Teacher Cheat Sheet — Session 1

Money, Values & You · 6th Grade Financial Literacy
90 minutes Ages 11–12 Session 1 of 8 ND-Friendly
90-Minute Agenda
TimeBlockWhat's Happening
0–5 Hook Opening question: "Why does a piece of paper buy you a meal?"
5–25 Lesson 1 Origins of Money — barter, double coincidence of wants
25–40 Lesson 2 What gives money its value? — trust, shared agreement
40–55 Activity Barter Simulation (10 min play + 5 min debrief)
55–70 Lesson 3 Money as a tool, not a goal — keep conversational
70–80 Journal "What do I think money is for?" — quiet write, 2 share
80–88 Recap "One thing that surprised you today?" — quick round
88–90 Close Preview Session 2: needs vs. wants. Assign take-home.
Save for Session 2: Lesson 4 — Amana (stewardship). It bridges perfectly as an opener next week.
Key Vocabulary
Barter — trading goods/services directly, no money
Double Coincidence of Wants — both people must want exactly what the other has
Currency— the form of money a group agrees to use
Shared Agreement — money works because everyone trusts it
Amana (أمانة) — stewardship; wealth is a trust to manage wisely
ND-Friendly Teaching Tips
  • Front-load the agenda — show slide 2 first so students know exactly what's coming. No surprises.
  • One idea at a time — resist the urge to explain everything at once. Pause between concepts.
  • Repeat key words — say "double coincidence of wants" 3–4 times before expecting students to use it.
  • Barter sim = sensory break — movement helps. Let it get a little chaotic. That's the point.
  • Journal = no pressure — "Even one sentence is great. There's no wrong answer."
  • Anchor on emojis — point to slide emojis when transitioning. Visual cues reduce cognitive load.
  • Warn before transitions — "In 2 minutes we're moving to the next part."
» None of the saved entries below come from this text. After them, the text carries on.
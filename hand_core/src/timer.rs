//! Per-finger de-assertion timer.
//!
//! One thread per finger owns at most one pending deadline. Arming replaces
//! the pending deadline and cancelling clears it. The line pair carries the
//! generation of the pulse it is driving; expiry only releases the lines when
//! that generation still matches, so a late expiry never cuts a newer pulse.
//!
//! Safety: dropping a `PulseTimer` forces the lines low and joins the thread.
use std::sync::{Arc, Mutex, MutexGuard, PoisonError};
use std::thread::JoinHandle;
use std::time::{Duration, Instant};

use crossbeam_channel as xch;
use hand_traits::LinePair;

use crate::calibration::FingerId;
use crate::error::{HandError, Result};
use crate::types::Direction;

/// Line pair plus the bookkeeping of the pulse it is driving.
pub(crate) struct DriveLines {
    pub(crate) pair: Box<dyn LinePair + Send>,
    pub(crate) generation: u64,
    /// Direction of the pulse in flight, if any.
    pub(crate) pulse: Option<Direction>,
}

impl core::fmt::Debug for DriveLines {
    fn fmt(&self, f: &mut core::fmt::Formatter<'_>) -> core::fmt::Result {
        f.debug_struct("DriveLines")
            .field("generation", &self.generation)
            .field("pulse", &self.pulse)
            .finish_non_exhaustive()
    }
}

impl DriveLines {
    /// Drive both lines low and forget the pulse.
    pub(crate) fn release(&mut self, finger: FingerId) {
        self.pulse = None;
        if let Err(e) = self.pair.set_levels(false, false) {
            tracing::error!(finger = %finger, error = %e, "failed to release direction lines");
        }
    }
}

pub(crate) type SharedLines = Arc<Mutex<DriveLines>>;

pub(crate) fn lock_lines(lines: &Mutex<DriveLines>) -> MutexGuard<'_, DriveLines> {
    lines.lock().unwrap_or_else(PoisonError::into_inner)
}

enum TimerMsg {
    Arm { generation: u64, deadline: Instant },
    Cancel,
}

pub struct PulseTimer {
    finger: FingerId,
    tx: Option<xch::Sender<TimerMsg>>,
    join_handle: Option<JoinHandle<()>>,
}

impl core::fmt::Debug for PulseTimer {
    fn fmt(&self, f: &mut core::fmt::Formatter<'_>) -> core::fmt::Result {
        f.debug_struct("PulseTimer")
            .field("finger", &self.finger)
            .field("running", &self.join_handle.is_some())
            .finish()
    }
}

impl PulseTimer {
    pub(crate) fn spawn(finger: FingerId, lines: SharedLines) -> Result<Self> {
        let (tx, rx) = xch::unbounded::<TimerMsg>();
        let join_handle = std::thread::Builder::new()
            .name(format!("pulse-{finger}"))
            .spawn(move || run(finger, &rx, &lines))
            .map_err(|e| HandError::State(format!("spawn pulse timer for {finger}: {e}")))?;
        Ok(Self {
            finger,
            tx: Some(tx),
            join_handle: Some(join_handle),
        })
    }

    /// Release the lines of pulse `generation` after `duration`, replacing any pending deadline.
    pub(crate) fn arm(&self, generation: u64, duration: Duration) -> Result<()> {
        let deadline = Instant::now() + duration;
        self.send(TimerMsg::Arm {
            generation,
            deadline,
        })
    }

    pub(crate) fn cancel(&self) -> Result<()> {
        self.send(TimerMsg::Cancel)
    }

    fn send(&self, msg: TimerMsg) -> Result<()> {
        let tx = self
            .tx
            .as_ref()
            .ok_or_else(|| HandError::State(format!("pulse timer of {} is shut down", self.finger)))?;
        tx.send(msg).map_err(|_| {
            eyre::Report::new(HandError::State(format!(
                "pulse timer of {} exited",
                self.finger
            )))
        })
    }
}

fn run(finger: FingerId, rx: &xch::Receiver<TimerMsg>, lines: &Mutex<DriveLines>) {
    let mut pending: Option<(u64, Instant)> = None;
    loop {
        let msg = match pending {
            Some((_, deadline)) => rx.recv_deadline(deadline),
            None => rx.recv().map_err(|_| xch::RecvTimeoutError::Disconnected),
        };
        match msg {
            Ok(TimerMsg::Arm {
                generation,
                deadline,
            }) => pending = Some((generation, deadline)),
            Ok(TimerMsg::Cancel) => pending = None,
            Err(xch::RecvTimeoutError::Timeout) => {
                if let Some((generation, _)) = pending.take() {
                    let mut drive = lock_lines(lines);
                    if drive.generation == generation && drive.pulse.is_some() {
                        drive.release(finger);
                        tracing::debug!(finger = %finger, generation, "pulse expired");
                    }
                }
            }
            Err(xch::RecvTimeoutError::Disconnected) => {
                lock_lines(lines).release(finger);
                break;
            }
        }
    }
    tracing::trace!(finger = %finger, "pulse timer exiting");
}

impl Drop for PulseTimer {
    fn drop(&mut self) {
        // Disconnecting the channel makes the thread release the lines and exit.
        drop(self.tx.take());
        if let Some(handle) = self.join_handle.take()
            && let Err(e) = handle.join()
        {
            tracing::warn!(finger = %self.finger, ?e, "pulse timer thread panicked");
        }
    }
}
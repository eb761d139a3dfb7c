//! Hardware seams shared by the control core and the hardware backends.
//!
//! Errors cross these traits as `Box<dyn Error + Send + Sync>`; the core maps
//! them to its own typed errors.
pub mod clock;

pub use clock::{Clock, ManualClock, MonotonicClock};

pub type BoxError = Box<dyn std::error::Error + Send + Sync>;

/// Multiplexed analog input (one ADC unit serving every finger's position channel).
pub trait AnalogInput {
    /// Single raw conversion on `channel`.
    fn read_raw(&mut self, channel: u8) -> Result<u16, BoxError>;
}

/// The two digital outputs steering one actuator.
///
/// `upper` high extends the shaft, `lower` high contracts it. Implementations
/// must never leave both lines high, even transiently.
pub trait LinePair {
    fn set_levels(&mut self, upper: bool, lower: bool) -> Result<(), BoxError>;
    /// Live output levels as `(upper, lower)`, read back from the hardware.
    fn levels(&self) -> Result<(bool, bool), BoxError>;
}

impl<T: AnalogInput + ?Sized> AnalogInput for Box<T> {
    fn read_raw(&mut self, channel: u8) -> Result<u16, BoxError> {
        (**self).read_raw(channel)
    }
}

impl<T: LinePair + ?Sized> LinePair for Box<T> {
    fn set_levels(&mut self, upper: bool, lower: bool) -> Result<(), BoxError> {
        (**self).set_levels(upper, lower)
    }
    fn levels(&self) -> Result<(bool, bool), BoxError> {
        (**self).levels()
    }
}
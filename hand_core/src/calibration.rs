//! Static per-finger calibration.
//!
//! Values are measured once during assembly and never change at runtime.

/// One of the four actuated fingers. The thumb is passive.
#[derive(Debug, Clone, Copy, PartialEq, Eq, Hash, PartialOrd, Ord)]
pub enum FingerId {
    Index,
    Middle,
    Ring,
    Little,
}

impl FingerId {
    /// Fixed processing order of every pass over the hand.
    pub const ALL: [FingerId; 4] = [
        FingerId::Index,
        FingerId::Middle,
        FingerId::Ring,
        FingerId::Little,
    ];

    #[inline]
    pub const fn index(self) -> usize {
        match self {
            Self::Index => 0,
            Self::Middle => 1,
            Self::Ring => 2,
            Self::Little => 3,
        }
    }

    pub const fn name(self) -> &'static str {
        match self {
            Self::Index => "index",
            Self::Middle => "middle",
            Self::Ring => "ring",
            Self::Little => "little",
        }
    }
}

impl core::fmt::Display for FingerId {
    fn fmt(&self, f: &mut core::fmt::Formatter<'_>) -> core::fmt::Result {
        f.write_str(self.name())
    }
}

/// Immutable description of one finger's actuator and sensor.
#[derive(Debug, Clone, PartialEq)]
pub struct FingerCalibration {
    pub id: FingerId,
    /// Shaft position with the finger fully closed.
    pub min_position_mm: f64,
    /// Shaft position with the finger fully open.
    pub max_position_mm: f64,
    pub max_speed_mm_s: f64,
    /// Output line that extends the shaft when high.
    pub upper_line: u8,
    /// Output line that contracts the shaft when high.
    pub lower_line: u8,
    pub adc_channel: u8,
}

impl FingerCalibration {
    /// Stroke length between the closed and open positions.
    #[inline]
    pub fn range_mm(&self) -> f64 {
        self.max_position_mm - self.min_position_mm
    }
}

/// Loaded speed of the PQ12 actuators fitted to every finger.
pub const DEFAULT_MAX_SPEED_MM_S: f64 = 26.0;

/// Assembly measurements of the reference hand.
pub fn default_table() -> [FingerCalibration; 4] {
    let finger = |id, min, max, upper, lower, channel| FingerCalibration {
        id,
        min_position_mm: min,
        max_position_mm: max,
        max_speed_mm_s: DEFAULT_MAX_SPEED_MM_S,
        upper_line: upper,
        lower_line: lower,
        adc_channel: channel,
    };
    [
        finger(FingerId::Index, 5.56, 18.73, 33, 32, 0),
        finger(FingerId::Middle, 5.56, 18.73, 26, 25, 3),
        finger(FingerId::Ring, 2.973, 16.243, 27, 14, 6),
        finger(FingerId::Little, 4.904, 19.18, 13, 12, 7),
    ]
}
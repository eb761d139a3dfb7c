//! Maps `Box<dyn Error>` from trait boundaries to typed `HandError`.
//!
//! The traits in `hand_traits` use `Box<dyn Error + Send + Sync>`; this module
//! converts those to our typed error enum, with an optional feature-gated path
//! for `hand_hardware::HwError` downcasting.

use crate::error::HandError;

/// Map a trait-boundary error to a typed `HandError`.
///
/// Known hardware error types are downcast first; anything else is reported
/// as a generic hardware error carrying the message.
pub fn map_hw_error(e: &(dyn std::error::Error + 'static)) -> HandError {
    #[cfg(feature = "hardware-errors")]
    {
        if let Some(hw) = e.downcast_ref::<hand_hardware::HwError>() {
            return match hw {
                hand_hardware::HwError::Io(io) => HandError::Hardware(io.to_string()),
                other => HandError::HardwareFault(other.to_string()),
            };
        }
    }

    HandError::Hardware(e.to_string())
}

/// Convenience for `map_err` on trait calls.
pub(crate) fn to_report(e: hand_traits::BoxError) -> eyre::Report {
    eyre::Report::new(map_hw_error(&*e))
}
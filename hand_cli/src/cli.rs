//! CLI argument definitions and shared statics.

use clap::{ArgAction, Parser, Subcommand, ValueEnum};
use std::path::PathBuf;
use std::sync::OnceLock;

pub static FILE_GUARD: OnceLock<tracing_appender::non_blocking::WorkerGuard> = OnceLock::new();
/// Whether the user asked for JSON output (controls structured error output).
pub static JSON_MODE: OnceLock<bool> = OnceLock::new();

#[derive(Parser, Debug)]
#[command(name = "hand", version, about = "Myoelectric hand controller")]
pub struct Cli {
    /// Path to config TOML (typed)
    #[arg(long, value_name = "FILE", default_value = "etc/hand_config.toml")]
    pub config: PathBuf,

    /// Optional sensor calibration CSV (strict `mv,mm` header)
    #[arg(long, value_name = "FILE")]
    pub calibration: Option<PathBuf>,

    /// Log and report as JSON lines instead of pretty text
    #[arg(long, action = ArgAction::SetTrue)]
    pub json: bool,

    /// Console log level (error|warn|info|debug|trace)
    #[arg(long = "log-level", value_name = "LEVEL", default_value = "info")]
    pub log_level: String,

    /// Command to execute
    #[command(subcommand)]
    pub cmd: Commands,
}

/// Memory locking mode for real-time operation.
#[derive(Copy, Clone, Debug, Eq, PartialEq, ValueEnum)]
pub enum RtLock {
    /// Do not lock memory
    None,
    /// Lock currently resident pages
    Current,
    /// Lock current and future pages
    All,
}

impl RtLock {
    #[inline]
    pub fn os_default() -> Self {
        if cfg!(target_os = "linux") {
            RtLock::Current
        } else {
            RtLock::None
        }
    }
}

/// Real-time knobs shared by the commands that drive actuators.
#[derive(clap::Args, Debug, Clone, Copy)]
pub struct RtArgs {
    /// Enable real-time mode (SCHED_FIFO, affinity, mlockall)
    #[arg(
        long,
        action = ArgAction::SetTrue,
        long_help = "Enable real-time mode on supported OSes.\n\nLinux: Attempts SCHED_FIFO priority, pins to one CPU, and calls mlockall to keep the process resident. Pulse timing depends on prompt wake-ups, so this lowers actuation jitter on a loaded system. May require elevated privileges or ulimits (e.g., memlock).\n\nmacOS: Only mlockall is applied."
    )]
    pub rt: bool,
    /// Real-time priority for SCHED_FIFO on Linux (1..=max); ignored on macOS
    #[arg(long, value_name = "PRIO")]
    pub rt_prio: Option<i32>,
    /// Select memory locking mode for --rt: none, current, or all
    #[arg(long, value_enum, value_name = "MODE")]
    pub rt_lock: Option<RtLock>,
    /// CPU index to pin the process to (Linux only). Defaults to 0.
    #[arg(long, value_name = "CPU")]
    pub rt_cpu: Option<usize>,
}

#[derive(Subcommand, Debug)]
pub enum Commands {
    /// Run the control loop and the stall observer
    Run {
        /// Instruction snapshot `index,middle,ring,little`, each in [0,1]
        #[arg(long, value_name = "A,B,C,D", conflicts_with = "pose")]
        instructions: Option<String>,
        /// Pose name (rest, fist, wave-in, wave-out, fingers-spread) or numeric code
        #[arg(long, value_name = "POSE")]
        pose: Option<String>,
        /// Read further snapshots or poses from stdin, one per line
        #[arg(long, action = ArgAction::SetTrue)]
        stdin: bool,
        /// Stop after this many milliseconds (default: run until ctrl-c)
        #[arg(long, value_name = "MS")]
        duration_ms: Option<u64>,
        #[command(flatten)]
        rt: RtArgs,
    },
    /// Read every finger once and report its state
    SelfCheck,
    /// Health check for operational monitoring
    Health,
}
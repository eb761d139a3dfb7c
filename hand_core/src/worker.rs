//! Periodic background loops.
//!
//! Safety: each `Worker` owns exactly one thread, stopped and joined when the
//! `Worker` is dropped.
use std::sync::Arc;
use std::sync::atomic::{AtomicBool, Ordering};
use std::thread::JoinHandle;
use std::time::Duration;

use hand_traits::Clock;

use crate::error::{HandError, Result};

pub struct Worker {
    name: &'static str,
    stop: Arc<AtomicBool>,
    join_handle: Option<JoinHandle<()>>,
}

impl core::fmt::Debug for Worker {
    fn fmt(&self, f: &mut core::fmt::Formatter<'_>) -> core::fmt::Result {
        f.debug_struct("Worker")
            .field("name", &self.name)
            .field("running", &!self.is_finished())
            .finish()
    }
}

impl Worker {
    /// Call `tick` every `period` until the worker is dropped.
    pub fn spawn(
        name: &'static str,
        period: Duration,
        clock: Arc<dyn Clock + Send + Sync>,
        mut tick: impl FnMut() + Send + 'static,
    ) -> Result<Self> {
        let stop = Arc::new(AtomicBool::new(false));
        let stop_clone = Arc::clone(&stop);
        let join_handle = std::thread::Builder::new()
            .name(name.to_string())
            .spawn(move || {
                loop {
                    if stop_clone.load(Ordering::Relaxed) {
                        break;
                    }
                    tick();
                    if stop_clone.load(Ordering::Relaxed) {
                        break;
                    }
                    clock.sleep(period);
                }
                tracing::trace!(worker = name, "loop exiting cleanly");
            })
            .map_err(|e| HandError::State(format!("spawn {name} loop: {e}")))?;
        Ok(Self {
            name,
            stop,
            join_handle: Some(join_handle),
        })
    }

    pub fn is_finished(&self) -> bool {
        self.join_handle.as_ref().is_none_or(JoinHandle::is_finished)
    }
}

impl Drop for Worker {
    fn drop(&mut self) {
        self.stop.store(true, Ordering::Relaxed);
        if let Some(handle) = self.join_handle.take() {
            match handle.join() {
                Ok(()) => tracing::trace!(worker = self.name, "joined"),
                Err(e) => tracing::warn!(worker = self.name, ?e, "loop panicked during shutdown"),
            }
        }
    }
}

#[cfg(test)]
mod tests {
    use super::*;
    use hand_traits::MonotonicClock;
    use std::sync::atomic::AtomicUsize;

    #[test]
    fn ticks_until_dropped() {
        let count = Arc::new(AtomicUsize::new(0));
        let c = Arc::clone(&count);
        let worker = Worker::spawn(
            "test",
            Duration::from_millis(1),
            Arc::new(MonotonicClock::new()),
            move || {
                c.fetch_add(1, Ordering::Relaxed);
            },
        )
        .unwrap();
        std::thread::sleep(Duration::from_millis(50));
        assert!(!worker.is_finished());
        drop(worker);
        let after = count.load(Ordering::Relaxed);
        assert!(after > 0);
        std::thread::sleep(Duration::from_millis(20));
        assert_eq!(count.load(Ordering::Relaxed), after);
    }
}
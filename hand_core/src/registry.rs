//! Shared per-finger records and their access discipline.
//!
//! Every finger owns one mutex covering its runtime record and its actuator
//! driver. `with_finger` is the only way in; the closure is the critical
//! section for "sample, classify, plan, act". The analog input is a separate
//! mutex, always taken after a finger lock and never the other way round.
use std::sync::{Mutex, MutexGuard, PoisonError};

use hand_traits::AnalogInput;

use crate::actuator::ActuatorDriver;
use crate::calibration::{FingerCalibration, FingerId};
use crate::types::FingerRuntime;

/// The ADC shared by every finger's sensor.
pub type SharedInput = Mutex<Box<dyn AnalogInput + Send>>;

pub(crate) fn lock_input(input: &SharedInput) -> MutexGuard<'_, Box<dyn AnalogInput + Send>> {
    input.lock().unwrap_or_else(PoisonError::into_inner)
}

struct FingerRecord {
    runtime: FingerRuntime,
    driver: ActuatorDriver,
}

struct FingerSlot {
    calibration: FingerCalibration,
    record: Mutex<FingerRecord>,
}

/// Everything a unit of work on one finger may touch.
pub struct FingerCtx<'a> {
    pub calibration: &'a FingerCalibration,
    pub runtime: &'a mut FingerRuntime,
    pub driver: &'a ActuatorDriver,
    pub input: &'a SharedInput,
}

pub struct FingerRegistry {
    fingers: [FingerSlot; 4],
    input: SharedInput,
}

impl core::fmt::Debug for FingerRegistry {
    fn fmt(&self, f: &mut core::fmt::Formatter<'_>) -> core::fmt::Result {
        f.debug_struct("FingerRegistry")
            .field("fingers", &self.snapshot())
            .finish_non_exhaustive()
    }
}

impl FingerRegistry {
    /// Assemble the registry; `fingers` must be in `FingerId::ALL` order.
    pub(crate) fn new(
        fingers: [(FingerCalibration, ActuatorDriver); 4],
        input: Box<dyn AnalogInput + Send>,
        initial_set_pos_mm: f64,
    ) -> Self {
        let fingers = fingers.map(|(calibration, driver)| FingerSlot {
            calibration,
            record: Mutex::new(FingerRecord {
                runtime: FingerRuntime::new(initial_set_pos_mm),
                driver,
            }),
        });
        Self {
            fingers,
            input: Mutex::new(input),
        }
    }

    pub fn calibration(&self, id: FingerId) -> &FingerCalibration {
        &self.fingers[id.index()].calibration
    }

    /// Run `f` with exclusive access to finger `id`.
    pub fn with_finger<R>(&self, id: FingerId, f: impl FnOnce(FingerCtx<'_>) -> R) -> R {
        let slot = &self.fingers[id.index()];
        let mut guard = slot.record.lock().unwrap_or_else(PoisonError::into_inner);
        let record = &mut *guard;
        f(FingerCtx {
            calibration: &slot.calibration,
            runtime: &mut record.runtime,
            driver: &record.driver,
            input: &self.input,
        })
    }

    /// Copy of every runtime record, in processing order.
    pub fn snapshot(&self) -> Vec<(FingerId, FingerRuntime)> {
        FingerId::ALL
            .iter()
            .map(|&id| (id, self.with_finger(id, |ctx| ctx.runtime.clone())))
            .collect()
    }

    /// Global stalling condition: raised while any finger is stalled.
    pub fn any_stalling(&self) -> bool {
        FingerId::ALL
            .iter()
            .any(|&id| self.with_finger(id, |ctx| ctx.runtime.stalling))
    }

    /// Abort every finger's pulse. Used on shutdown.
    pub fn release_all(&self) {
        for id in FingerId::ALL {
            self.with_finger(id, |ctx| {
                if let Err(e) = ctx.driver.abort() {
                    tracing::warn!(finger = %id, error = %e, "abort failed during release");
                }
            });
        }
    }
}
Discussion Questions + Teacher Notes
  • "Why does a piece of paper buy you a meal?"
    → Let them struggle with this. Don't answer it — the lesson answers it for them.
  • "What problems can you think of with barter?"
    → Guide toward: spoilage, size mismatch, distance, no one wants what you have.
  • "Has anyone ever traded something with a friend — snack, sticker, game card?"
    → Connects abstract barter to their real experience. Great for reluctant talkers.
  • "If you were stranded on a deserted island with a suitcase of cash — would it help?"
    → Expected: No! No one agrees on its value there. Money = shared trust.
  • "What at school works like money — without being money?"
    → Trading cards, extra credit, lunch trades — any works. Celebrate creative answers.
  • "Is money a good thing or a bad thing?"
    → Neither — it's a tool. How you use a hammer isn't the hammer's fault.
Barter Simulation Setup
What you need: Index cards or torn paper strips. Write one word per card.
Available Goods Cards:
Wheat
Fish
Cloth
Pottery
Sandals
Firewood
Milk
Honey
Need Lists (write on board or slips):
Group A needs: Fish · Cloth · Pottery
Group B needs: Wheat · Sandals · Milk
Group C needs: Firewood · Honey · Cloth
Rules (write on board):
  • Trade only — no freebies
  • Both must agree to every trade
  • 10 minutes — get all 3 items!
Debrief Questions:
  • Did everyone get what they needed?
  • What was the hardest part?
  • Did anyone have to make a chain of trades?
  • "How would ONE card everyone accepts make this easier?" → That's money!

Opening Hook
Ask the class:
"If I gave you a $100 bill right now — what would you do with it?"
Take 3–4 answers. Then flip it:
"But wait — why does that piece of paper actually get you anything?"
Leave the confusion. The lesson resolves it. That's the magic.
Journal Prompt
Write on the board:
"What do I think money is for?"
Give 8–10 min of quiet writing.
If stuck: "Even one sentence. No wrong answers. Write what YOU actually think."
Invite 2 volunteers to share — never force.
Tell them: "We'll revisit this at the end of the course. Your answer might change."
Close + Preview
Recap round:
"One thing that surprised you today?"
Keep it fast — 3–4 students, or go around the room if time allows.
Preview Session 2:
"Next week: Needs vs. Wants. Start paying attention to what you spend money on this week — or what you WISH you could spend it on."
Take-home:
Keep the journal. Finish the prompt if you didn't. Ask someone at home: "What do YOU think money is for?"